And what Jack had, on tape hidden in a safe spot, was that he had overheard some very interesting conversations between Ocean City Police Chief Warren Holmes and one Max Webber, a well-known West Coast gangster (previously from the East Coast before his luck ran out there and he headed west, and found gold) about making that fair city wide open for gambling, booze, drugs, and loose women. All the Chief wanted was a big cut of the profits ( the request granted, although less than he asked for) and that Max keep the gunsels and shoot-outs out of town (not granted since Max needed to take care of guys and protect his turf from poachers, deadly gun-carrying poachers). And smart Jack, wise from all those peeps got the whole conversation on tape, and photographs too.

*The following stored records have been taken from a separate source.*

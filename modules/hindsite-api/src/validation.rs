//! Request validation. Bodies are strict: unknown fields are rejected by
//! serde, enums are rejected with structured {field, message, code} errors,
//! and the legacy `commoncrawl` spelling is refused rather than aliased.

use serde::{Deserialize, Serialize};

use hindsite_common::{
    ArchivePolicy, ArchiveSelection, ConsistencyLevel, FallbackStrategy, MatchType, SourceConfig,
};

#[derive(Debug, Clone, Serialize)]
pub struct FieldError {
    pub field: String,
    pub message: String,
    pub code: String,
}

impl FieldError {
    pub fn new(field: &str, message: impl Into<String>, code: &str) -> Self {
        Self {
            field: field.to_string(),
            message: message.into(),
            code: code.to_string(),
        }
    }
}

#[derive(Debug, Deserialize)]
#[serde(deny_unknown_fields)]
pub struct CreateProjectBody {
    pub name: String,
    #[serde(default)]
    pub description: Option<String>,
    #[serde(default)]
    pub archive_source: Option<String>,
    #[serde(default)]
    pub fallback_enabled: Option<bool>,
    #[serde(default)]
    pub archive_config: Option<ArchiveConfigBody>,
    #[serde(default)]
    pub consistency_level: Option<String>,
    #[serde(default)]
    pub targets: Vec<TargetBody>,
}

#[derive(Debug, Deserialize)]
#[serde(deny_unknown_fields)]
pub struct PatchProjectBody {
    #[serde(default)]
    pub archive_source: Option<String>,
    #[serde(default)]
    pub fallback_enabled: Option<bool>,
    #[serde(default)]
    pub archive_config: Option<ArchiveConfigBody>,
}

#[derive(Debug, Default, Deserialize)]
#[serde(deny_unknown_fields)]
pub struct ArchiveConfigBody {
    #[serde(default)]
    pub fallback_strategy: Option<String>,
    #[serde(default)]
    pub fallback_delay_seconds: Option<f64>,
    #[serde(default)]
    pub exponential_backoff: Option<bool>,
    #[serde(default)]
    pub max_fallback_delay: Option<f64>,
    #[serde(default)]
    pub wayback_machine: Option<SourceConfigBody>,
    #[serde(default)]
    pub common_crawl: Option<SourceConfigBody>,
}

#[derive(Debug, Default, Deserialize)]
#[serde(deny_unknown_fields)]
pub struct SourceConfigBody {
    #[serde(default)]
    pub enabled: Option<bool>,
    #[serde(default)]
    pub timeout_seconds: Option<u64>,
    #[serde(default)]
    pub max_retries: Option<u32>,
    #[serde(default)]
    pub page_size: Option<u32>,
    #[serde(default)]
    pub max_pages: Option<u32>,
    #[serde(default)]
    pub include_attachments: Option<bool>,
    #[serde(default)]
    pub priority: Option<u32>,
}

#[derive(Debug, Deserialize)]
#[serde(deny_unknown_fields)]
pub struct TargetBody {
    pub domain: String,
    #[serde(default)]
    pub match_type: Option<String>,
    #[serde(default)]
    pub url_path: Option<String>,
    pub from_date: chrono::NaiveDate,
    pub to_date: chrono::NaiveDate,
    #[serde(default)]
    pub include_attachments: Option<bool>,
}

/// Parse the archive_source enum. The legacy `commoncrawl` spelling gets a
/// dedicated error code instead of silent aliasing.
pub fn parse_archive_source(raw: &str, field: &str) -> Result<ArchiveSelection, FieldError> {
    if raw == "commoncrawl" {
        return Err(FieldError::new(
            field,
            "use \"common_crawl\"; the \"commoncrawl\" spelling is not accepted",
            "legacy_enum_spelling",
        ));
    }
    raw.parse()
        .map_err(|_| FieldError::new(field, format!("unknown archive source: {raw}"), "invalid_enum"))
}

/// Resolve a full archive policy from the request, applying defaults and
/// range validation. Collects every field error rather than stopping at the
/// first.
pub fn resolve_policy(
    archive_source: Option<&str>,
    fallback_enabled: Option<bool>,
    config: Option<&ArchiveConfigBody>,
    errors: &mut Vec<FieldError>,
) -> ArchivePolicy {
    let mut policy = ArchivePolicy::default();

    if let Some(raw) = archive_source {
        match parse_archive_source(raw, "archive_source") {
            Ok(selection) => policy.archive_source = selection,
            Err(e) => errors.push(e),
        }
    }
    if let Some(enabled) = fallback_enabled {
        policy.fallback_enabled = enabled;
    }

    if let Some(config) = config {
        if let Some(raw) = &config.fallback_strategy {
            match raw.parse::<FallbackStrategy>() {
                Ok(strategy) => policy.fallback_strategy = strategy,
                Err(_) => errors.push(FieldError::new(
                    "archive_config.fallback_strategy",
                    format!("unknown fallback strategy: {raw}"),
                    "invalid_enum",
                )),
            }
        }
        if let Some(delay) = config.fallback_delay_seconds {
            policy.fallback_delay_seconds = delay;
        }
        if let Some(backoff) = config.exponential_backoff {
            policy.exponential_backoff = backoff;
        }
        if let Some(max_delay) = config.max_fallback_delay {
            policy.max_fallback_delay = max_delay;
        }
        if let Some(body) = &config.wayback_machine {
            apply_source_config(&mut policy.wayback_machine, body);
        }
        if let Some(body) = &config.common_crawl {
            apply_source_config(&mut policy.common_crawl, body);
        }
    }

    if let Err(message) = policy.validate() {
        errors.push(FieldError::new("archive_config", message, "out_of_range"));
    }

    policy
}

fn apply_source_config(config: &mut SourceConfig, body: &SourceConfigBody) {
    if let Some(enabled) = body.enabled {
        config.enabled = enabled;
    }
    if let Some(timeout) = body.timeout_seconds {
        config.timeout_seconds = timeout;
    }
    if let Some(retries) = body.max_retries {
        config.max_retries = retries;
    }
    if let Some(page_size) = body.page_size {
        config.page_size = page_size;
    }
    if let Some(max_pages) = body.max_pages {
        config.max_pages = max_pages;
    }
    if let Some(attachments) = body.include_attachments {
        config.include_attachments = attachments;
    }
    if let Some(priority) = body.priority {
        config.priority = priority;
    }
}

pub fn validate_target(target: &TargetBody, index: usize, errors: &mut Vec<FieldError>) {
    let prefix = format!("targets[{index}]");
    if target.domain.trim().is_empty() || target.domain.contains('/') {
        errors.push(FieldError::new(
            &format!("{prefix}.domain"),
            "domain must be a bare host name",
            "invalid_domain",
        ));
    }
    if target.from_date > target.to_date {
        errors.push(FieldError::new(
            &format!("{prefix}.from_date"),
            "from_date must not be after to_date",
            "invalid_date_window",
        ));
    }
    match target.match_type.as_deref() {
        None => {}
        Some(raw) => match raw.parse::<MatchType>() {
            Ok(MatchType::Prefix) => {
                if target.url_path.as_deref().unwrap_or("").is_empty() {
                    errors.push(FieldError::new(
                        &format!("{prefix}.url_path"),
                        "match_type \"prefix\" requires a non-empty url_path",
                        "missing_url_path",
                    ));
                }
            }
            Ok(_) => {}
            Err(_) => errors.push(FieldError::new(
                &format!("{prefix}.match_type"),
                format!("unknown match type: {raw}"),
                "invalid_enum",
            )),
        },
    }
}

pub fn parse_consistency(
    raw: Option<&str>,
    errors: &mut Vec<FieldError>,
) -> ConsistencyLevel {
    match raw {
        None => ConsistencyLevel::default(),
        Some(raw) => raw.parse().unwrap_or_else(|_| {
            errors.push(FieldError::new(
                "consistency_level",
                format!("unknown consistency level: {raw}"),
                "invalid_enum",
            ));
            ConsistencyLevel::default()
        }),
    }
}

#[cfg(test)]
mod tests {
    use super::*;

    #[test]
    fn legacy_spelling_rejected() {
        let err = parse_archive_source("commoncrawl", "archive_source").unwrap_err();
        assert_eq!(err.code, "legacy_enum_spelling");
        assert!(parse_archive_source("common_crawl", "archive_source").is_ok());
        assert!(parse_archive_source("wayback_machine", "archive_source").is_ok());
        assert!(parse_archive_source("hybrid", "archive_source").is_ok());
    }

    #[test]
    fn unknown_body_fields_rejected() {
        let raw = serde_json::json!({
            "name": "p",
            "surprise": true,
        });
        let parsed: Result<CreateProjectBody, _> = serde_json::from_value(raw);
        assert!(parsed.is_err());
    }

    #[test]
    fn hybrid_without_fallback_collects_error() {
        let mut errors = Vec::new();
        resolve_policy(Some("hybrid"), Some(false), None, &mut errors);
        assert!(errors.iter().any(|e| e.code == "out_of_range"));
    }

    #[test]
    fn prefix_target_requires_path() {
        let mut errors = Vec::new();
        validate_target(
            &TargetBody {
                domain: "example.com".into(),
                match_type: Some("prefix".into()),
                url_path: None,
                from_date: chrono::NaiveDate::from_ymd_opt(2024, 1, 1).unwrap(),
                to_date: chrono::NaiveDate::from_ymd_opt(2024, 2, 1).unwrap(),
                include_attachments: None,
            },
            0,
            &mut errors,
        );
        assert!(errors.iter().any(|e| e.code == "missing_url_path"));
    }

    #[test]
    fn inverted_window_rejected() {
        let mut errors = Vec::new();
        validate_target(
            &TargetBody {
                domain: "example.com".into(),
                match_type: None,
                url_path: None,
                from_date: chrono::NaiveDate::from_ymd_opt(2024, 3, 1).unwrap(),
                to_date: chrono::NaiveDate::from_ymd_opt(2024, 1, 1).unwrap(),
                include_attachments: None,
            },
            0,
            &mut errors,
        );
        assert!(errors.iter().any(|e| e.code == "invalid_date_window"));
    }

    #[test]
    fn source_config_bounds_enforced() {
        let mut errors = Vec::new();
        let config = ArchiveConfigBody {
            wayback_machine: Some(SourceConfigBody {
                page_size: Some(10),
                ..Default::default()
            }),
            ..Default::default()
        };
        resolve_policy(Some("wayback_machine"), None, Some(&config), &mut errors);
        assert!(errors.iter().any(|e| e.code == "out_of_range"));
    }
}
use tracing_subscriber::EnvFilter;

/// Initialize tracing for a binary. Respects RUST_LOG; defaults to info for
/// our crates and warn elsewhere. JSON output when LOG_FORMAT=json.
pub fn init(default_directive: &str) {
    let filter = EnvFilter::try_from_default_env()
        .unwrap_or_else(|_| EnvFilter::new(default_directive));

    let json = std::env::var("LOG_FORMAT").is_ok_and(|v| v == "json");
    if json {
        tracing_subscriber::fmt().with_env_filter(filter).json().init();
    } else {
        tracing_subscriber::fmt().with_env_filter(filter).init();
    }
}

What Jack wanted Marlin to do was act as an emissary to the two parties, Holmes and Webber, wanted to have him feel them out about a big pay-off for keeping quiet. Marlin, not normally interested in such work, at that moment was well behind in his office rent, room rent too, and so he swallowed, swallowed hard and agreed to do the talking when Jack flashed five one hundred dollar bills his way. That and a case of Jack Daniels to tie the bow. Problem, big problem was that somehow Max, the Chief, or both, got wind of what Jack had and before Marlin could make his pitch one Jack Alden was fished out of the bay with two slugs through his heart. (Ocean City, snotty Ocean City, unlike L.A. had few dealings with low-life private eyes and so it was easy to gather information when one of them hit town.)

Now you have to know Marlin a little like Jake Armor, former L.A. Detective Jake Armor, then the head of the Bunco squad in Ocean City did when Marlin was on the force back there in 1930, 1931, a guy full of the fight for some rough justice in this wicked old world to understand that he took Jack’s death, hell, murder personally. So, no Marlin was not going to take that dough Jack gave him and say good riddance. Marlin was not build that way. Jack was a client and so Marlowe was going to stick his neck and his nose into this until somebody screamed uncle. And that was why he stepped into Mindy’s that red wind October night looking for a certain red-head, a red-head who had once been married to one Jack Alden.

See this Rita, ex-wife or not, was working the blackmail racket with her ex so she too would have a big pay-day and drift back east where she was from. So they met as previously described, Marlin bought her a couple of drinks, had a couple himself and she loosened up enough to kind of come on to him straight and hard. Now Rita wasn’t a looker, no way, in fact she was kind of plain of face except that flaming red hair (courtesy of Irish forbears) but she had a figure that made up for that, a figure that had had many a man talking to himself about how to get next to that. Frankly she knew what her appeal was, and also knew that to get anywhere in the world she would have to use every trick, every sexual trick in the book to get what she wanted. Marlin had her sized up as “easy,” that she had maybe spent some time doing street tricks and so she knew all the tricks. Still the scotch, the red wind night, her perfume, too much but working, had him thinking, no, what did I say before, half- thinking bedroom thoughts as they talked about what she knew about Jack’s tapes and photographs. She, they agreed it would be better off to get out of Mindy’s and over to her place on Bayview in the city.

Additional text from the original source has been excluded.